Patrick Sullivan
Mississippi Energy Institute’s Patrick Sullivan says the future looks bright for recruiting energy intensive business to the Magnolia State.
In 2008, then-Governor Haley Barbour in speaking on his ‘More Energy’ policy, said, “ten or fifteen years from now, companies looking to site facilities will not only ask about energy ‘What does it cost?’ but ‘Can we get it?’.” No one knew then how right he would be.
Ill-advised politicians in Washington D.C., Germany, England, California, New York, and elsewhere have taken one action after another to prevent development or cut back on large-scale, reliable energy sources, like natural gas, coal and nuclear. The result?

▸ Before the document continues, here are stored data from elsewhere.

//! Envelope CAD Kernel Backend
//!
//! Tracks each solid as an axis-aligned envelope rather than a boundary
//! representation. Fuses and compounds take the union of their inputs. A cut
//! keeps the base envelope, trimmed only when the tool is an exact box that
//! slices clean through the base.

use std::collections::HashMap;

use glam::{DMat3, DVec3};
use parking_lot::Mutex;
use uuid::Uuid;

use super::{BooleanType, CadError, CadKernel, CadResult, ShapeDef, Solid};
use crate::math::{Aabb, LINEAR_EPSILON, Placement};

#[derive(Debug, Clone, Copy)]
struct Envelope {
    bounds: Aabb,
    /// The solid fills its bounds completely
    exact_box: bool,
}

/// Analytic bounding-envelope kernel
#[derive(Debug, Default)]
pub struct EnvelopeKernel {
    /// Storage for solid data (keyed by UUID)
    solids: Mutex<HashMap<Uuid, Envelope>>,
}

impl EnvelopeKernel {
    /// Create a new envelope kernel
    pub fn new() -> Self {
        Self::default()
    }

    /// Number of solids currently held by the kernel
    pub fn solid_count(&self) -> usize {
        self.solids.lock().len()
    }

    fn store(&self, envelope: Envelope) -> Solid {
        let id = Uuid::new_v4();
        self.solids.lock().insert(id, envelope);
        Solid::new(id)
    }

    fn fetch(&self, solid: &Solid) -> CadResult<Envelope> {
        self.solids
            .lock()
            .get(&solid.id)
            .copied()
            .ok_or(CadError::SolidNotFound(solid.id))
    }
}

fn check_dimension(what: &str, value: f64) -> CadResult<()> {
    if value.is_finite() && value > 0.0 {
        Ok(())
    } else {
        Err(CadError::InvalidParameter(format!(
            "{what} must be positive, got {value}"
        )))
    }
}

/// True when the rotation only permutes and flips axes
fn is_axis_permutation(placement: &Placement) -> bool {
    let m = DMat3::from_quat(placement.rotation);
    m.to_cols_array().iter().all(|c| {
        let a = c.abs();
        a < 1e-9 || (a - 1.0).abs() < 1e-9
    })
}

/// Cut an exact box tool out of `base`
fn subtract_box(base: Envelope, tool: &Aabb) -> CadResult<Envelope> {
    let b = &base.bounds;
    let spanned: Vec<usize> = (0..3).filter(|&axis| tool.spans(b, axis)).collect();

    match spanned.len() {
        3 => Err(CadError::BooleanFailed(
            "cut tool encloses the whole base".into(),
        )),
        2 => {
            // The tool is a slab across the base; trim it if it reaches an end
            let Some(axis) = (0..3).find(|axis| !spanned.contains(axis)) else {
                return Ok(base);
            };
            let mut bounds = *b;
            if tool.min[axis] <= b.min[axis] + LINEAR_EPSILON {
                bounds.min[axis] = tool.max[axis];
            } else if tool.max[axis] >= b.max[axis] - LINEAR_EPSILON {
                bounds.max[axis] = tool.min[axis];
            } else {
                return Ok(Envelope {
                    bounds: *b,
                    exact_box: false,
                });
            }
            Ok(Envelope {
                bounds,
                exact_box: base.exact_box,
            })
        }
        _ => Ok(Envelope {
            bounds: *b,
            exact_box: false,
        }),
    }
}

impl CadKernel for EnvelopeKernel {
    fn name(&self) -> &str {
        "envelope"
    }

    fn is_available(&self) -> bool {
        true
    }

    fn create_cylinder(&self, radius: f64, height: f64) -> CadResult<Solid> {
        check_dimension("cylinder radius", radius)?;
        check_dimension("cylinder height", height)?;
        Ok(self.store(Envelope {
            bounds: Aabb::new(
                DVec3::new(-radius, -radius, 0.0),
                DVec3::new(radius, radius, height),
            ),
            exact_box: false,
        }))
    }

    fn create_box(&self, length: f64, width: f64, height: f64) -> CadResult<Solid> {
        check_dimension("box length", length)?;
        check_dimension("box width", width)?;
        check_dimension("box height", height)?;
        Ok(self.store(Envelope {
            bounds: Aabb::new(DVec3::ZERO, DVec3::new(length, width, height)),
            exact_box: true,
        }))
    }

    fn create_shape(&self, shape: &ShapeDef) -> CadResult<Solid> {
        shape.validate()?;
        Ok(self.store(Envelope {
            bounds: shape.local_bounds(),
            exact_box: false,
        }))
    }

    fn transform(&self, solid: &Solid, placement: &Placement) -> CadResult<Solid> {
        if !placement.is_finite() {
            return Err(CadError::OperationFailed(format!(
                "non-finite placement {placement:?}"
            )));
        }
        let envelope = self.fetch(solid)?;
        Ok(self.store(Envelope {
            bounds: envelope.bounds.transformed(placement),
            exact_box: envelope.exact_box && is_axis_permutation(placement),
        }))
    }

    fn boolean(&self, a: &Solid, b: &Solid, op: BooleanType) -> CadResult<Solid> {
        let base = self.fetch(a)?;
        let tool = self.fetch(b)?;

        let result = match op {
            BooleanType::Union => Envelope {
                bounds: base.bounds.union(&tool.bounds),
                exact_box: (base.exact_box && base.bounds.contains(&tool.bounds))
                    || (tool.exact_box && tool.bounds.contains(&base.bounds)),
            },
            BooleanType::Subtract => {
                if !base.bounds.overlaps(&tool.bounds) {
                    base
                } else if tool.exact_box {
                    subtract_box(base, &tool.bounds)?
                } else {
                    Envelope {
                        bounds: base.bounds,
                        exact_box: false,
                    }
                }
            }
        };
        Ok(self.store(result))
    }

    fn compound(&self, solids: &[Solid]) -> CadResult<Solid> {
        let envelopes = solids
            .iter()
            .map(|s| self.fetch(s))
            .collect::<CadResult<Vec<_>>>()?;
        let Some(first) = envelopes.first() else {
            return Err(CadError::InvalidParameter("empty compound".into()));
        };
        let bounds = envelopes
            .iter()
            .fold(Aabb::EMPTY, |acc, e| acc.union(&e.bounds));
        Ok(self.store(Envelope {
            bounds,
            exact_box: envelopes.len() == 1 && first.exact_box,
        }))
    }

    fn bounds(&self, solid: &Solid) -> CadResult<Aabb> {
        Ok(self.fetch(solid)?.bounds)
    }

    fn release(&self, solid: &Solid) {
        self.solids.lock().remove(&solid.id);
    }
}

Electricity becomes too scarce and too expensive to support manufacturing and industrial growth. Energy costs get so high industrial output and the economy decline. And households and small businesses end up using an outsized share of their income to pay electricity and winter heating bills.
At a high level, it’s not complicated. When government policies effectively cut energy supplies without adequate replacements, trouble eventually follows.
Apparently, politicians in these places missed the first day of economics class – when the supply of something goes down, price goes up, and when demand exceeds supply on a critical good like energy, then chaos. There was no lesson on governments cleaning up the economic mess they cause.
Meanwhile, Mississippi and other like-minded states have stayed constant favoring policies that encourage development and investment in any and all energy sources to work together in a balanced system, including the infrastructure to support the vast delivery systems that gets it to where we need it. Good energy policies support greater supply with the primary goals of lower cost and greater reliability.
When Mississippians recharge our devices tonight, we’ll pay a lower rate than citizens in 39 other states, half what Californians will pay, and a third what Germans will pay. Why does this matter?
Mississippi stands to increase its presence in an ever-changing, technology-driven, energy-consuming global marketplace. Our state is on a constant quest to recruit private capital investment and, importantly, high-quality employers to offer more Mississippians the chance at a high-paying job.
Like you and me, companies despise paying unnecessarily high energy bills, so those companies requiring lots of energy naturally seek places where they can operate more profitably and minimize the risk of outages and shut downs. Mississippi’s excess supply and comparative low rates to the rest of the U.S. and the world give the state a competitive advantage as large energy-consuming industries, like metals, automotive, defense technology, and data storage consider new operations.
Now more than ever, whether they recognize it or not, other countries and states are steadily removing themselves from the competition due to overpriced energy and the heightened threat of supply shortages caused by their own policies.
Time will tell, but the future looks bright for recruiting energy intensive business to Mississippi. Of course, one reason could be we’ll have less of a struggle keeping the lights on.